グラフは語る その5 茶葉の生産が減り、ペットボトル緑茶だけが増えている

今回のグラフは、茶葉と緑茶飲料(ペットボトル茶)の量の比較

「グラフは語る その4」で、清涼飲料の中で、近年特に消費が増えているのが、ミネラルウォーターと緑茶飲料だと紹介しました。この2種はいずれも90%以上ペットボトルで供給されています、特に緑茶飲料は96.5%がペットボトルで販売されています(2017年)。
それほどペットボトル緑茶が増えているなら、原料の茶葉もよく売れて、茶農家さんは大喜びしているのでは…、と思ってらっしゃる人もあると思います。実際、どうなのでしょうか。

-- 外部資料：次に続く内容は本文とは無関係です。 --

pub mod copy;
pub mod inspect;

pub use copy::*;
pub use inspect::*;
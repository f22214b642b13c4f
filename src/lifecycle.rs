//! Lifecycle Coordinator.
//!
//! A chain owns its outermost stage (which owns everything beneath it) and
//! the temp files created while it was built. Closing a chain closes the
//! stages from the outside in, then deletes the temp files. Dropping an
//! unclosed chain does the same and logs what went wrong.

use crate::error::{Result, StreamError};
use crate::pipeline::{PipelineBuilder, Resource};
use crate::stage::{closed_error, tolerate_closed, Direction, ReadStage, StageId, WriteStage};
use crate::temp::{release_all, TempFile};
use std::io::{self, Read, Write};
use std::path::Path;

/// The composed read stream handed to callers
pub struct ReadChain {
    stream: Box<dyn ReadStage>,
    temps: Vec<TempFile>,
    stages: Vec<StageId>,
    closed: bool,
}

impl ReadChain {
    pub(crate) fn new(stream: Box<dyn ReadStage>, temps: Vec<TempFile>, stages: Vec<StageId>) -> Self {
        Self {
            stream,
            temps,
            stages,
            closed: false,
        }
    }

    /// Stage ids, innermost first
    pub fn stages(&self) -> &[StageId] {
        &self.stages
    }

    /// Temp files still held by the chain
    pub fn temp_paths(&self) -> Vec<&Path> {
        live_paths(&self.temps)
    }

    pub fn is_closed(&self) -> bool {
        self.closed
    }

    /// Close every stage and delete the temp files. Later calls do nothing.
    pub fn close(&mut self) -> Result<()> {
        if self.closed {
            return Ok(());
        }
        self.closed = true;
        let closed = match tolerate_closed(self.stream.close()) {
            // the data was fully delivered, only the release failed
            Err(err @ StreamError::Io(_)) => Err(err.into_cleanup()),
            other => other,
        };
        let released = release_all(&mut self.temps);
        closed.and(released)
    }
}

impl Read for ReadChain {
    fn read(&mut self, buf: &mut [u8]) -> io::Result<usize> {
        if self.closed {
            return Err(closed_error());
        }
        self.stream.read(buf)
    }
}

impl Drop for ReadChain {
    fn drop(&mut self) {
        if let Err(err) = self.close() {
            tracing::warn!(error = %err, stages = ?self.stages, "failed to close read chain");
        }
    }
}

/// The composed write stream handed to callers
pub struct WriteChain {
    stream: Box<dyn WriteStage>,
    temps: Vec<TempFile>,
    stages: Vec<StageId>,
    closed: bool,
}

impl WriteChain {
    pub(crate) fn new(stream: Box<dyn WriteStage>, temps: Vec<TempFile>, stages: Vec<StageId>) -> Self {
        Self {
            stream,
            temps,
            stages,
            closed: false,
        }
    }

    pub fn stages(&self) -> &[StageId] {
        &self.stages
    }

    pub fn temp_paths(&self) -> Vec<&Path> {
        live_paths(&self.temps)
    }

    pub fn is_closed(&self) -> bool {
        self.closed
    }

    /// Finalize every stage, then delete the temp files. A finalization
    /// failure means the destination is invalid and is reported as-is.
    pub fn close(&mut self) -> Result<()> {
        if self.closed {
            return Ok(());
        }
        self.closed = true;
        let closed = tolerate_closed(self.stream.close());
        let released = release_all(&mut self.temps);
        closed.and(released)
    }
}

impl Write for WriteChain {
    fn write(&mut self, buf: &[u8]) -> io::Result<usize> {
        if self.closed {
            return Err(closed_error());
        }
        self.stream.write(buf)
    }

    fn flush(&mut self) -> io::Result<()> {
        if self.closed {
            return Ok(());
        }
        self.stream.flush()
    }
}

impl Drop for WriteChain {
    fn drop(&mut self) {
        if let Err(err) = self.close() {
            tracing::warn!(error = %err, stages = ?self.stages, "failed to close write chain");
        }
    }
}

/// A chain of either direction, as returned by [`PipelineBuilder::build`]
pub enum Chain {
    Read(ReadChain),
    Write(WriteChain),
}

impl Chain {
    pub fn direction(&self) -> Direction {
        match self {
            Chain::Read(_) => Direction::Read,
            Chain::Write(_) => Direction::Write,
        }
    }

    pub fn stages(&self) -> &[StageId] {
        match self {
            Chain::Read(chain) => chain.stages(),
            Chain::Write(chain) => chain.stages(),
        }
    }

    pub fn temp_paths(&self) -> Vec<&Path> {
        match self {
            Chain::Read(chain) => chain.temp_paths(),
            Chain::Write(chain) => chain.temp_paths(),
        }
    }

    pub fn close(&mut self) -> Result<()> {
        match self {
            Chain::Read(chain) => chain.close(),
            Chain::Write(chain) => chain.close(),
        }
    }
}

fn live_paths(temps: &[TempFile]) -> Vec<&Path> {
    temps
        .iter()
        .filter(|temp| !temp.is_released())
        .map(TempFile::path)
        .collect()
}

/// Combine a body's outcome with the result of closing its chain.
/// A body failure always wins; the close failure is only logged then.
pub(crate) fn settle<T>(outcome: Result<T>, closed: Result<()>) -> Result<T> {
    match (outcome, closed) {
        (Ok(value), Ok(())) => Ok(value),
        (Ok(_), Err(err)) => Err(err),
        (Err(err), Ok(())) => Err(err),
        (Err(err), Err(close_err)) => {
            tracing::warn!(error = %close_err, "close failed after an earlier error");
            Err(err)
        }
    }
}

/// Read `source` through `from` and write it to `target` through `to`.
/// Returns the number of logical bytes copied.
pub fn copy_with(
    from: &PipelineBuilder<'_>,
    source: impl Into<Resource>,
    to: &PipelineBuilder<'_>,
    target: impl Into<Resource>,
) -> Result<u64> {
    let target = target.into();
    from.read(source, |input| {
        to.write(target, |output| {
            let copied = io::copy(input, output)?;
            tracing::debug!(bytes = copied, "copied between chains");
            Ok(copied)
        })
    })
}

/// Scoped read with stages inferred from the resource name
pub fn read<T, F>(resource: impl Into<Resource>, body: F) -> Result<T>
where
    F: FnOnce(&mut ReadChain) -> Result<T>,
{
    PipelineBuilder::from_env()?.read(resource, body)
}

/// Scoped write with stages inferred from the resource name
pub fn write<T, F>(resource: impl Into<Resource>, body: F) -> Result<T>
where
    F: FnOnce(&mut WriteChain) -> Result<T>,
{
    PipelineBuilder::from_env()?.write(resource, body)
}

/// Copy between two resources, inferring both stage lists from their names
pub fn copy(source: impl Into<Resource>, target: impl Into<Resource>) -> Result<u64> {
    let builder = PipelineBuilder::from_env()?;
    copy_with(&builder, source, &builder, target)
}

chaba_ryokucha_inryouクリックすると拡大します

違う方向に進む2つの線

今回のグラフは、2軸グラフです。オレンジ色の線は国内での茶葉の生産量の推移(1990年〜2017年)。緑色の線は同期間の緑茶飲料(近年はほとんどがペットボトル)の消費量の推移をあらわしています。2つ線は単位が違うので、「傾向」を示すものとしてご覧ください。

2つの線を見ると、ある時期(2003年頃)までは、緑茶飲料の売上増が茶葉の生産量を押し上げているように見えます。しかし、最近5年ほどは、オレンジ色と緑色の線がはっきり違う方向を向いています。売れているのはペットボトル緑茶ばかり。国内の茶葉生産量は最近10数年で3割以上減っています(日本国内全体の生産量です)。

丹精込めた茶葉が売れにくくなっている

最近の国産ペットボトル緑茶は、ほぼ全量国産茶葉を使っています。オレンジの線には、ペットボトル用茶葉も含んでいます。それでも茶葉の生産は急減しています。
ということは「ペットボトル緑茶が茶農家を支えている。ペットボトル緑茶の売上が減れば、茶農家が困る」と思う人もいらっしゃると思います。いやいやそうではないのです。「安い茶葉ばかりが売れて、丹精込めて作った茶葉が売れにくくなっている」のです。
世の中に、ペットボトル緑茶しか知らない人、茶を淹れたことがない人が増えつつあります。ペットボトル緑茶は売れているけれど、丹精込めて作った茶葉が売れにくくなっていることを、このグラフは示しています。その先に茶農家さんの明るい未来はない、といえます。

京都市ごみ減は「リーフ茶の普及で、ペットボトルを減らそう」

茶葉から淹れた茶を美味しさがわかる人、茶を淹れることができる人を維持し増やして行くことが、ますます重要になっています。
京都市ごみ減量推進会議は、「リーフ茶の普及で、ペットボトルを減らそうキャンペーン」に取り組んでいます。